北限のサル、猛暑・凶作の影響は? 青森・むつ市大畑地区で冬季調査始まる

ヤマグワの枝をかじるサル=21日午前、むつ市大畑町兎沢
サルの様子を観察する松岡さん(右)ら=21日午前、むつ市大畑町兎沢

 下北半島に生息する北限のニホンザルの冬季生態調査が21日、青森県むつ市で始まった。県内外の研究者ら14人が25日まで、大畑・薬研地区を中心に、群れの構成・個体数、生息域のほか、今年夏-秋の猛暑や木の実の凶作の影響などを調べる。

 調査は、NPO法人「ニホンザル・フィールドステーション」(伊沢紘生理事長)が自主事業として毎年実施。21日は5班に分かれて、サルを見つけると双眼鏡で性別や年齢などを観察し、記録を付けていた。

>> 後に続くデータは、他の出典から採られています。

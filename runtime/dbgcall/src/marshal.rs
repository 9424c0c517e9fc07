//! Register argument marshaling
//!
//! Converts between the runtime's logical register arguments ([`RegArgs`])
//! and the physical register windows of an architecture's saved register
//! bank. Slot `i` of the integer arguments maps to general register
//! `A::INT_ARG_BASE + i`, slot `i` of the float arguments to floating-point
//! register `A::FLOAT_ARG_BASE + i`, for the first `A::INT_ARG_COUNT` and
//! `A::FLOAT_ARG_COUNT` slots respectively.

use static_assertions::const_assert;

use crate::arch::{Aarch64, Arch, Ppc64le};

/// Integer argument slots (large enough for every supported architecture)
pub const MAX_INT_ARGS: usize = 16;

/// Float argument slots (large enough for every supported architecture)
pub const MAX_FLOAT_ARGS: usize = 16;

const_assert!(<Aarch64 as Arch>::INT_ARG_COUNT <= MAX_INT_ARGS);
const_assert!(<Aarch64 as Arch>::FLOAT_ARG_COUNT <= MAX_FLOAT_ARGS);
const_assert!(<Ppc64le as Arch>::INT_ARG_COUNT <= MAX_INT_ARGS);
const_assert!(<Ppc64le as Arch>::FLOAT_ARG_COUNT <= MAX_FLOAT_ARGS);

/// Register-passed arguments or results of an injected call
///
/// Floats are stored as raw IEEE-754 double bits.
#[derive(Debug, Clone, Copy, PartialEq, Eq, Default)]
pub struct RegArgs {
    pub ints: [u64; MAX_INT_ARGS],
    pub floats: [u64; MAX_FLOAT_ARGS],
}

impl RegArgs {
    pub const fn new() -> Self {
        Self {
            ints: [0; MAX_INT_ARGS],
            floats: [0; MAX_FLOAT_ARGS],
        }
    }

    /// Set float slot `index` from a double
    pub fn set_float(&mut self, index: usize, value: f64) {
        self.floats[index] = value.to_bits();
    }

    /// Float slot `index` as a double
    pub fn float(&self, index: usize) -> f64 {
        f64::from_bits(self.floats[index])
    }
}

/// Copy register arguments into the saved register bank
#[inline]
pub fn store_reg_args<A: Arch>(dst: &mut A::Registers, src: &RegArgs) {
    for (i, &value) in src.ints.iter().take(A::INT_ARG_COUNT).enumerate() {
        A::set_gpr(dst, A::INT_ARG_BASE + i, value);
    }
    for (i, &bits) in src.floats.iter().take(A::FLOAT_ARG_COUNT).enumerate() {
        A::set_fpr(dst, A::FLOAT_ARG_BASE + i, bits);
    }
}

/// Copy register results out of the saved register bank
#[inline]
pub fn load_reg_args<A: Arch>(dst: &mut RegArgs, src: &A::Registers) {
    for (i, slot) in dst.ints.iter_mut().take(A::INT_ARG_COUNT).enumerate() {
        *slot = A::gpr(src, A::INT_ARG_BASE + i);
    }
    for (i, slot) in dst.floats.iter_mut().take(A::FLOAT_ARG_COUNT).enumerate() {
        *slot = A::fpr(src, A::FLOAT_ARG_BASE + i);
    }
}

#[cfg(test)]
mod tests {
    use super::*;
    use crate::arch::{Aarch64, Aarch64Registers, Ppc64le, Ppc64leRegisters};

    fn sample_args() -> RegArgs {
        let mut args = RegArgs::new();
        for i in 0..MAX_INT_ARGS {
            args.ints[i] = 0x100 + i as u64;
        }
        for i in 0..MAX_FLOAT_ARGS {
            args.set_float(i, i as f64 + 0.5);
        }
        args
    }

    #[test]
    fn aarch64_windows() {
        let args = sample_args();
        let mut regs = Aarch64Registers::new();
        store_reg_args::<Aarch64>(&mut regs, &args);

        // x0-x15 carry the integer slots, x16 and up are untouched
        for i in 0..16 {
            assert_eq!(regs.x[i], 0x100 + i as u64);
        }
        assert_eq!(regs.x[16], 0);
        // d0-d15 carry the float slots
        for i in 0..16 {
            assert_eq!(f64::from_bits(regs.v[i] as u64), i as f64 + 0.5);
        }
        assert_eq!(regs.v[16], 0);
    }

    #[test]
    fn ppc64le_windows() {
        let args = sample_args();
        let mut regs = Ppc64leRegisters::new();
        store_reg_args::<Ppc64le>(&mut regs, &args);

        // r3-r10 carry ints 0-7; r2 and r11 stay clear
        assert_eq!(regs.gpr[2], 0);
        for i in 0..8 {
            assert_eq!(regs.gpr[3 + i], 0x100 + i as u64);
        }
        assert_eq!(regs.gpr[11], 0);

        // f1-f12 carry floats 0-11; f0 and f13 stay clear
        assert_eq!(regs.fpr[0], 0);
        for i in 0..12 {
            assert_eq!(f64::from_bits(regs.fpr[1 + i]), i as f64 + 0.5);
        }
        assert_eq!(regs.fpr[13], 0);
    }

    #[test]
    fn load_mirrors_store() {
        let mut regs = Ppc64leRegisters::new();
        for (i, r) in regs.gpr.iter_mut().enumerate() {
            *r = 1000 + i as u64;
        }
        for (i, f) in regs.fpr.iter_mut().enumerate() {
            *f = (i as f64 * 2.0).to_bits();
        }

        let mut out = RegArgs::new();
        load_reg_args::<Ppc64le>(&mut out, &regs);

        assert_eq!(out.ints[0], 1003);
        assert_eq!(out.ints[7], 1010);
        // Slots beyond the window are left alone
        assert_eq!(out.ints[8], 0);
        assert_eq!(out.float(0), 2.0);
        assert_eq!(out.float(11), 24.0);
        assert_eq!(out.floats[12], 0);
    }
}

 同市大畑町兎沢の大畑中学校近くにある民家そばでは、2~3歳と3~4歳の雄ザル2頭がヤマグワの冬芽や樹皮をかじっている様子を確認した。「KO2-B」という40~50頭いる群れのサルで、ここ数日、周辺では干し柿の食害などが報告されているという。

 同法人事務局長の松岡史朗さんは「ヤマグワは通常真冬に食べる。早い時期から冬の食べ物に移行している現象の一つ」と話した。

 下北半島のサルの個体数は2018年が2635頭だったのに対し、22年は2906頭と271頭(10.3%)増加。群れの数も69から74と増加傾向にある。松岡さんは「5~10年という期間で見ると、生息域は(西側から)東の方に広がり、さらに国道279号を越えて東通村の方にいこうとしている」と述べた。調査結果は同市に提供する。